Białostoccy narodowcy chcieli zorganizować w sobotę marsz pod hasłem "Praca w Polsce dla Polaków". Zanim pochód ruszył, został rozwiązany przez przedstawiciela urzędu miasta. W wydarzeniu mogło wziąć udział pięć osób, przyszła blisko setka.
Marsz został zgłoszony w białostockim magistracie jako "obchody narodowego święta pracy". Sanepid wydał opinię, z której wynikało, że w obecnej sytuacji pandemicznej i w związku z obowiązującymi obostrzeniami w zgromadzeniu może wziąć udział jedynie pięć osób. Według szacunków policji było około stu.
Część miała ze sobą hasła i transparenty: "Praca w Polsce dla Polaków" oraz "Chcemy godnej pracy w Polsce".
W związku z taką liczbą osób obecny na miejscu przedstawiciel urzędu miasta podjął decyzję o rozwiązaniu marszu. Wcześniej dwukrotnie ostrzegł organizatora o naruszeniu zasad dotyczących tego zgromadzenia, a organizator wzywał do opuszczenia miejsca przez osoby, które "nie przyszły na marsz". Gdy nie było na to wezwanie żadnej reakcji, zgromadzenie zostało formalnie rozwiązane.

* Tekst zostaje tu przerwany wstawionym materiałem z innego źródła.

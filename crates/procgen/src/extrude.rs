//! Trapezoid extrusion: side walls between two stacked rectangular cross-sections.

use glam::{Vec2, Vec3};

use crate::error::GenError;
use crate::geometry::GeometryBuffer;

/// Corners of a footprint centered on the local origin at height `h`.
/// `footprint.x` is the width along X, `footprint.y` the depth along Z.
pub fn rect_corners(h: f32, footprint: Vec2) -> [Vec3; 4] {
    let hx = footprint.x * 0.5;
    let hz = footprint.y * 0.5;
    [
        Vec3::new(hx, h, hz),
        Vec3::new(-hx, h, hz),
        Vec3::new(-hx, h, -hz),
        Vec3::new(hx, h, -hz),
    ]
}

/// Extrude from `footprint1` at `h1` up to `footprint2` at `h2`.
///
/// Either footprint may be zero, which collapses that face to a point and makes the
/// trapezoid a cap.
pub fn extrude_side(
    buffer: &mut GeometryBuffer,
    h1: f32,
    h2: f32,
    footprint1: Vec2,
    footprint2: Vec2,
) {
    buffer.append_quad_prism(rect_corners(h1, footprint1), rect_corners(h2, footprint2));
}

/// Extrude from the buffer's last ring up to `footprint` at `h2`.
pub fn extrude_continuation(
    buffer: &mut GeometryBuffer,
    h2: f32,
    footprint: Vec2,
) -> Result<(), GenError> {
    buffer.append_ring(rect_corners(h2, footprint))
}

#[cfg(test)]
mod tests {
    use super::*;

    #[test]
    fn corners_are_counter_clockwise_from_above() {
        let c = rect_corners(2.0, Vec2::new(4.0, 2.0));
        assert_eq!(c[0], Vec3::new(2.0, 2.0, 1.0));
        assert_eq!(c[1], Vec3::new(-2.0, 2.0, 1.0));
        assert_eq!(c[2], Vec3::new(-2.0, 2.0, -1.0));
        assert_eq!(c[3], Vec3::new(2.0, 2.0, -1.0));
    }

    #[test]
    fn zero_footprint_collapses_to_point() {
        let mut buf = GeometryBuffer::new();
        extrude_side(&mut buf, 0.0, 1.0, Vec2::ZERO, Vec2::splat(2.0));
        assert!(buf.positions()[..4].iter().all(|&p| p == Vec3::ZERO));
        assert_eq!(buf.index_count(), 24);
    }

    #[test]
    fn continuation_chains_off_previous_top() {
        let mut buf = GeometryBuffer::new();
        extrude_side(&mut buf, 0.0, 1.0, Vec2::splat(2.0), Vec2::splat(2.0));
        extrude_continuation(&mut buf, 3.0, Vec2::splat(1.0)).unwrap();
        assert_eq!(buf.vertex_count(), 12);
        assert_eq!(buf.index_count(), 48);
        // Second segment walls reference the first segment's top ring (4..8).
        assert_eq!(&buf.indices()[24..27], &[4, 9, 5]);
        assert_eq!(buf.last_ring(), Some(rect_corners(3.0, Vec2::splat(1.0))));
    }

    #[test]
    fn continuation_without_ring_fails() {
        let mut buf = GeometryBuffer::new();
        let err = extrude_continuation(&mut buf, 1.0, Vec2::ONE).unwrap_err();
        assert!(matches!(err, GenError::InvalidState(_)));
    }
}
//! Skyline - procedural tower and building-cluster generator.
//!
//! Generates three outputs into the configured directory:
//! - `cluster.obj`: one packed multi-building cluster
//! - `towers.obj`: a field of randomized towers, one per placement-grid cell
//! - `segmented.obj`: a tower built from an authored spec list

mod config;
mod materials;
mod obj_export;
mod placer;

use anyhow::Result;
use config::SkylineConfig;
use engine_core::{BuildingInstance, BuildingKind, GridCell, Transform, Vec3, World};
use materials::MaterialPalette;
use obj_export::ObjExporter;
use placer::EcsPlacer;
use procgen::{populate_grid, MeshConsumer, MultiBuilding, SegmentedTower};

fn main() -> Result<()> {
    env_logger::Builder::from_env(env_logger::Env::default().default_filter_or("info")).init();

    let config = SkylineConfig::load();
    log::info!("Starting Skyline (seed {})", config.seed);

    let mut world = World::new();
    let materials = MaterialPalette::default();

    // Packed cluster
    let cluster = MultiBuilding::new(config.seed, config.pack_config()).generate()?;
    let mut cluster_out = ObjExporter::new(config.output_dir.join("cluster.obj"));
    cluster_out.consume(&cluster.mesh)?;
    cluster_out.finish()?;
    world.spawn((
        Transform::default(),
        BuildingInstance {
            kind: BuildingKind::Cluster,
            ..Default::default()
        },
    ));

    // Tower field
    let tower_meshes = {
        let mut placer = EcsPlacer::new(&mut world, &materials, Vec3::ZERO, config.seed);
        populate_grid(config.placer_rows, config.placer_cols, config.placer_spacing, &mut placer)?;
        placer.into_meshes()
    };
    let mut towers = ObjExporter::new(config.output_dir.join("towers.obj"));
    for (_, (transform, cell, instance)) in world
        .query::<(&Transform, &GridCell, &BuildingInstance)>()
        .iter()
    {
        let Some(mesh) = tower_meshes.get(instance.mesh_id as usize) else {
            continue;
        };
        let material = instance.material.and_then(|m| materials.name(m));
        towers.set_object(format!("tower_{}_{}", cell.x, cell.y), *transform, material);
        towers.consume(mesh)?;
    }
    log::info!("Exporting {} towers", towers.object_count());
    towers.finish()?;

    // Authored tower
    let mut segmented = SegmentedTower::default();
    segmented.set_specs(config.tower_specs()?)?;
    let mesh = segmented.mesh();
    let segmented_at = Transform::from_grid_offset(Vec3::ZERO, -config.placer_spacing, 0);
    let mut segmented_out =
        ObjExporter::new(config.output_dir.join("segmented.obj")).with_transform(segmented_at);
    segmented_out.consume(&mesh)?;
    segmented_out.finish()?;
    world.spawn((
        segmented_at,
        BuildingInstance {
            kind: BuildingKind::Segmented,
            ..Default::default()
        },
    ));

    log::info!(
        "Done: cluster of {} buildings ({} candidates rejected), {} towers, \
         {} authored segments, {} entities",
        cluster.fill.buildings,
        cluster.pack.rejected(),
        tower_meshes.len(),
        segmented.specs().len(),
        world.len()
    );
    Ok(())
}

Stało się to w trakcie wystąpień jego organizatorów, a zanim marsz w ogóle ruszył spod pomnika marszałka Józefa Piłsudskiego. Część osób, które tam przyszły z hasłami i transparentami, próbowała jednak marsz podjąć. Uniemożliwił to policyjny kordon. Poszczególne osoby były legitymowane przez funkcjonariuszy zabezpieczających zgromadzenie.
Protest przeciwko pracującym obcokrajowcom
Jak podkreślali w mediach społecznościowych organizatorzy, marsz miał być formą protestu przeciwko "narastającej fali imigrantów w naszym kraju" oraz "nagannej sytuacji, w jakiej znajduje się polski pracownik".
"Napływ obcokrajowców na nasze ziemie przybiera na sile. Na Podlasiu oprócz imigrantów z Ukrainy możemy zaobserwować rosnącą liczbę przybyszów z Azji oraz Afryki. Często dochodzi do sytuacji podmieniania polskich pracowników na obcokrajowców" - twierdzą organizatorzy.
"Imigracja odbija się przede wszystkim na pensjach, które stale się zmniejszają a w 'najlepszym' przypadku wcale nie rosną. Pracodawcy wykorzystują także obecną sytuację epidemiczną, dyktując rodakom najgorsze warunki pracy, od umów śmieciowych po darmowe nadgodziny. Wszystkie te czynniki wpływają na emigrację naszych rodaków na obczyznę" - dodali.